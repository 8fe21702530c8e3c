//! PDF Canvas - single-page PDF drawing surface
//!
//! This crate provides:
//! - Creating a blank A4 document from scratch
//! - Embedding a TrueType font as a CID/Type0 font
//! - Drawing aligned text, filled/stroked rectangles, lines
//! - Drawing images (JPEG, PNG)
//!
//! # Example
//!
//! ```ignore
//! use pdf_canvas::{Align, Color, FontData, PdfCanvas};
//!
//! let font = FontData::from_ttf("amiri", &std::fs::read("Amiri-Regular.ttf")?)?;
//! let mut canvas = PdfCanvas::new_a4();
//! canvas.install_font(font);
//! canvas.set_font("amiri", 12.0)?;
//! canvas.fill_rect(0.0, 0.0, canvas.page_width(), 80.0, Color::from_rgb(46, 64, 87));
//! canvas.draw_text("Hello", 100.0, 40.0, Align::Left)?;
//! canvas.save("out.pdf")?;
//! ```

mod canvas;
mod font;
mod graphics;
mod image_xobject;

pub use canvas::PdfCanvas;
pub use font::FontData;
pub use graphics::{generate_line_operators, generate_rect_operators, generate_text_operators, RectPaint, TextRenderContext};
pub use image_xobject::{calculate_scaled_dimensions, ImageScaleMode, ImageXObject};

use thiserror::Error;

/// Errors that can occur during PDF operations
#[derive(Debug, Error)]
pub enum PdfError {
    #[error("Failed to save PDF: {0}")]
    SaveError(String),

    #[error("Font not found: {0}")]
    FontNotFound(String),

    #[error("Font already exists: {0}")]
    FontAlreadyExists(String),

    #[error("Failed to parse font: {0}")]
    FontParseError(String),

    #[error("Image error: {0}")]
    ImageError(String),

    #[error("IO error: {0}")]
    IoError(#[from] std::io::Error),

    #[error("Lopdf error: {0}")]
    LopdfError(#[from] lopdf::Error),
}

/// Result type for PDF operations
pub type Result<T> = std::result::Result<T, PdfError>;

/// Text alignment options
#[derive(Debug, Clone, Copy, Default, PartialEq, Eq)]
pub enum Align {
    #[default]
    Left,
    Center,
    Right,
}

/// RGB Color (values 0.0 - 1.0)
#[derive(Debug, Clone, Copy, PartialEq)]
pub struct Color {
    pub r: f32,
    pub g: f32,
    pub b: f32,
}

impl Color {
    /// Create a new RGB color (values 0.0 - 1.0)
    pub fn rgb(r: f32, g: f32, b: f32) -> Self {
        Self { r, g, b }
    }

    /// Create color from RGB values (0-255)
    pub fn from_rgb(r: u8, g: u8, b: u8) -> Self {
        Self {
            r: r as f32 / 255.0,
            g: g as f32 / 255.0,
            b: b as f32 / 255.0,
        }
    }

    /// Black color
    pub fn black() -> Self {
        Self::rgb(0.0, 0.0, 0.0)
    }

    /// White color
    pub fn white() -> Self {
        Self::rgb(1.0, 1.0, 1.0)
    }
}

impl Default for Color {
    fn default() -> Self {
        Self::black()
    }
}

#[cfg(test)]
mod tests {
    use super::*;

    #[test]
    fn test_align_default() {
        assert_eq!(Align::default(), Align::Left);
    }

    #[test]
    fn test_color_from_rgb() {
        let c = Color::from_rgb(255, 0, 0);
        assert_eq!(c, Color::rgb(1.0, 0.0, 0.0));
    }

    #[test]
    fn test_color_default_is_black() {
        assert_eq!(Color::default(), Color::black());
    }
}
impl PdfCanvas {
    /// Create a blank A4 canvas
    pub fn new_a4() -> Self {
        let mut inner = Document::with_version("1.5");

        let pages_id = inner.new_object_id();
        let page_id = inner.add_object(dictionary! {
            "Type" => "Page",
            "Parent" => pages_id,
            "MediaBox" => vec![0.into(), 0.into(), A4_WIDTH.into(), A4_HEIGHT.into()],
        });
        inner.objects.insert(
            pages_id,
            Object::Dictionary(dictionary! {
                "Type" => "Pages",
                "Kids" => vec![page_id.into()],
                "Count" => 1,
            }),
        );
        let catalog_id = inner.add_object(dictionary! {
            "Type" => "Catalog",
            "Pages" => pages_id,
        });
        inner.trailer.set("Root", catalog_id);

        Self {
            inner,
            page_id,
            fonts: BTreeMap::new(),
            font_resources: BTreeMap::new(),
            next_font_resource: 1,
            current_font: None,
            current_font_size: 12.0,
            current_text_color: Color::black(),
            images: Vec::new(),
            image_hashes: HashMap::new(),
            next_image_resource: 1,
            content: Vec::new(),
            page_width: A4_WIDTH,
            page_height: A4_HEIGHT,
        }
    }

    /// Page width in points
    pub fn page_width(&self) -> f64 {
        self.page_width
    }

    /// Page height in points
    pub fn page_height(&self) -> f64 {
        self.page_height
    }

    /// Install a font on the canvas
    ///
    /// The font is embedded at save time if any text used it.
    pub fn install_font(&mut self, font: FontData) -> Result<()> {
        if self.fonts.contains_key(&font.name) {
            return Err(PdfError::FontAlreadyExists(font.name.clone()));
        }

        let resource_name = format!("F{}", self.next_font_resource);
        self.next_font_resource += 1;
        self.font_resources
            .insert(font.name.clone(), resource_name);
        self.fonts.insert(font.name.clone(), font);

        Ok(())
    }

    /// Set the current font and size
    pub fn set_font(&mut self, name: &str, size: f32) -> Result<()> {
        if !self.fonts.contains_key(name) {
            return Err(PdfError::FontNotFound(name.to_string()));
        }

        self.current_font = Some(name.to_string());
        self.current_font_size = size;

        Ok(())
    }

    /// Set only the font size (keeps current font)
    pub fn set_font_size(&mut self, size: f32) {
        self.current_font_size = size;
    }

    /// Set the text color
    pub fn set_text_color(&mut self, color: Color) {
        self.current_text_color = color;
    }

    /// Width of `text` in points at the current font and size
    pub fn text_width(&self, text: &str) -> Result<f64> {
        let font = self.current_font_data()?;
        Ok(font.text_width_points(text, self.current_font_size) as f64)
    }

    /// Check whether the current font has glyphs for every character of `text`
    pub fn has_glyphs(&self, text: &str) -> Result<bool> {
        let font = self.current_font_data()?;
        Ok(text
            .chars()
            .all(|c| c.is_whitespace() || font.has_glyph(c)))
    }

    /// Draw a line of text
    ///
    /// # Arguments
    /// * `text` - Already shaped text, drawn in logical order left to right
    /// * `x` - Anchor x in points; meaning depends on `align`
    /// * `y` - Baseline y in points from the TOP of the page
    /// * `align` - Whether `x` is the left edge, center, or right edge
    pub fn draw_text(&mut self, text: &str, x: f64, y: f64, align: Align) -> Result<()> {
        if text.is_empty() {
            return Ok(());
        }

        let font_name = self
            .current_font
            .clone()
            .ok_or_else(|| PdfError::FontNotFound("No font set".to_string()))?;
        let resource_name = self.font_resources[&font_name].clone();

        let font = self
            .fonts
            .get_mut(&font_name)
            .ok_or_else(|| PdfError::FontNotFound(font_name.clone()))?;
        font.add_chars(text);

        // Glyph ids are stable because the full font is embedded, so the text
        // can be encoded immediately.
        let text_hex = font.encode_text_hex(text);
        let text_width = font.text_width_points(text, self.current_font_size) as f64;

        let ctx = TextRenderContext {
            font_name: resource_name,
            font_size: self.current_font_size,
            text_width,
            color: self.current_text_color,
        };

        let pdf_y = self.page_height - y;
        let operators = generate_text_operators(&text_hex, x, pdf_y, align, &ctx);
        self.content.extend_from_slice(&operators);

        Ok(())
    }

    /// Fill a rectangle
    ///
    /// `x`, `y` is the TOP-left corner in points from the top of the page.
    pub fn fill_rect(&mut self, x: f64, y: f64, width: f64, height: f64, color: Color) {
        self.paint_rect(x, y, width, height, RectPaint::fill(color));
    }

    /// Stroke a rectangle outline
    pub fn stroke_rect(
        &mut self,
        x: f64,
        y: f64,
        width: f64,
        height: f64,
        color: Color,
        line_width: f64,
    ) {
        self.paint_rect(x, y, width, height, RectPaint::stroke(color, line_width));
    }

    /// Draw a rectangle with arbitrary paint
    pub fn paint_rect(&mut self, x: f64, y: f64, width: f64, height: f64, paint: RectPaint) {
        let pdf_y = self.page_height - y - height;
        let operators = generate_rect_operators(x, pdf_y, width, height, paint);
        self.content.extend_from_slice(&operators);
    }

    /// Draw a straight line between two points (y from the top of the page)
    pub fn line(&mut self, x1: f64, y1: f64, x2: f64, y2: f64, color: Color, line_width: f64) {
        let operators = generate_line_operators(
            x1,
            self.page_height - y1,
            x2,
            self.page_height - y2,
            color,
            line_width,
        );
        self.content.extend_from_slice(&operators);
    }

    /// Draw an image into a box
    ///
    /// `x`, `y` is the TOP-left corner of the box in points from the top of
    /// the page. The image is scaled per `mode` and anchored at the box's
    /// top-left corner. Identical image data is embedded once.
    ///
    /// # Returns
    /// The displayed (width, height) in points.
    pub fn draw_image(
        &mut self,
        data: &[u8],
        x: f64,
        y: f64,
        box_width: f64,
        box_height: f64,
        mode: ImageScaleMode,
    ) -> Result<(f64, f64)> {
        let mut hasher = DefaultHasher::new();
        data.hash(&mut hasher);
        let hash = hasher.finish();

        let (resource_name, width, height) = match self.image_hashes.get(&hash) {
            Some(name) => {
                let xobject = &self
                    .images
                    .iter()
                    .find(|(n, _)| n == name)
                    .ok_or_else(|| PdfError::ImageError("Image resource lost".to_string()))?
                    .1;
                (name.clone(), xobject.width, xobject.height)
            }
            None => {
                let xobject = ImageXObject::from_bytes(data)?;
                let name = format!("Im{}", self.next_image_resource);
                self.next_image_resource += 1;
                let dims = (xobject.width, xobject.height);
                self.image_hashes.insert(hash, name.clone());
                self.images.push((name.clone(), xobject));
                (name, dims.0, dims.1)
            }
        };

        let (display_w, display_h) =
            calculate_scaled_dimensions(width, height, box_width, box_height, mode);

        let pdf_y = self.page_height - y - display_h;
        let operators = generate_image_operators(&resource_name, x, pdf_y, display_w, display_h);
        self.content.extend_from_slice(&operators);

        Ok((display_w, display_h))
    }

    /// Save the document to a file
    pub fn save<P: AsRef<Path>>(&mut self, path: P) -> Result<()> {
        self.finalize()?;
        self.inner
            .save(path)
            .map_err(|e| PdfError::SaveError(e.to_string()))?;
        Ok(())
    }

    /// Save the document to bytes
    pub fn to_bytes(&mut self) -> Result<Vec<u8>> {
        self.finalize()?;
        let mut buffer = Vec::new();
        self.inner
            .save_to(&mut buffer)
            .map_err(|e| PdfError::SaveError(e.to_string()))?;
        Ok(buffer)
    }

    /// Embed fonts and images, write the content stream, and wire up the
    /// page's Resources dictionary
    fn finalize(&mut self) -> Result<()> {
        let mut font_dict = Dictionary::new();
        // Iteration over the BTreeMap keeps object numbering deterministic
        let font_names: Vec<String> = self
            .fonts
            .iter()
            .filter(|(_, f)| !f.used_chars.is_empty())
            .map(|(name, _)| name.clone())
            .collect();

        for font_name in font_names {
            let font_id = self.embed_font_object(&font_name)?;
            let resource_name = self.font_resources[&font_name].clone();
            font_dict.set(resource_name.as_bytes(), Object::Reference(font_id));
        }

        let mut xobject_dict = Dictionary::new();
        let images = std::mem::take(&mut self.images);
        for (resource_name, xobject) in images {
            let image_id = self.inner.add_object(xobject.to_pdf_stream());
            xobject_dict.set(resource_name.as_bytes(), Object::Reference(image_id));
        }

        let mut resources = Dictionary::new();
        if !font_dict.is_empty() {
            resources.set("Font", Object::Dictionary(font_dict));
        }
        if !xobject_dict.is_empty() {
            resources.set("XObject", Object::Dictionary(xobject_dict));
        }

        let content = std::mem::take(&mut self.content);
        let content_id = self
            .inner
            .add_object(Stream::new(dictionary! {}, content));

        let page_obj = self.inner.get_object(self.page_id)?;
        let mut page_dict = page_obj
            .as_dict()
            .map_err(|_| PdfError::SaveError("Page object is not a dictionary".to_string()))?
            .clone();
        page_dict.set("Resources", Object::Dictionary(resources));
        page_dict.set("Contents", Object::Reference(content_id));
        self.inner.objects.insert(self.page_id, page_dict.into());

        Ok(())
    }

    /// Embed a single font, resolving the placeholder references
    fn embed_font_object(&mut self, font_name: &str) -> Result<ObjectId> {
        let font = self
            .fonts
            .get(font_name)
            .ok_or_else(|| PdfError::FontNotFound(font_name.to_string()))?;
        let font_objects = font.to_pdf_objects()?;

        let font_file_id = self.inner.add_object(font_objects.font_file_stream);

        let mut font_descriptor = font_objects.font_descriptor;
        font_descriptor.set("FontFile2", Object::Reference(font_file_id));
        let font_descriptor_id = self.inner.add_object(font_descriptor);

        let mut cid_font = font_objects.cid_font;
        cid_font.set("FontDescriptor", Object::Reference(font_descriptor_id));
        let cid_font_id = self.inner.add_object(cid_font);

        let mut type0_font = font_objects.type0_font;
        type0_font.set(
            "DescendantFonts",
            Object::Array(vec![Object::Reference(cid_font_id)]),
        );
        let tounicode_id = self.inner.add_object(font_objects.tounicode_stream);
        type0_font.set("ToUnicode", Object::Reference(tounicode_id));

        Ok(self.inner.add_object(type0_font))
    }

    fn current_font_data(&self) -> Result<&FontData> {
        let name = self
            .current_font
            .as_deref()
            .ok_or_else(|| PdfError::FontNotFound("No font set".to_string()))?;
        self.fonts
            .get(name)
            .ok_or_else(|| PdfError::FontNotFound(name.to_string()))
    }
}

impl Default for PdfCanvas {
    fn default() -> Self {
        Self::new_a4()
    }
}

## [Description of the task]
Would you show each line of the material above that contains the string "operations"?

## [Response]
/// Errors that can occur during PDF operations
/// Result type for PDF operations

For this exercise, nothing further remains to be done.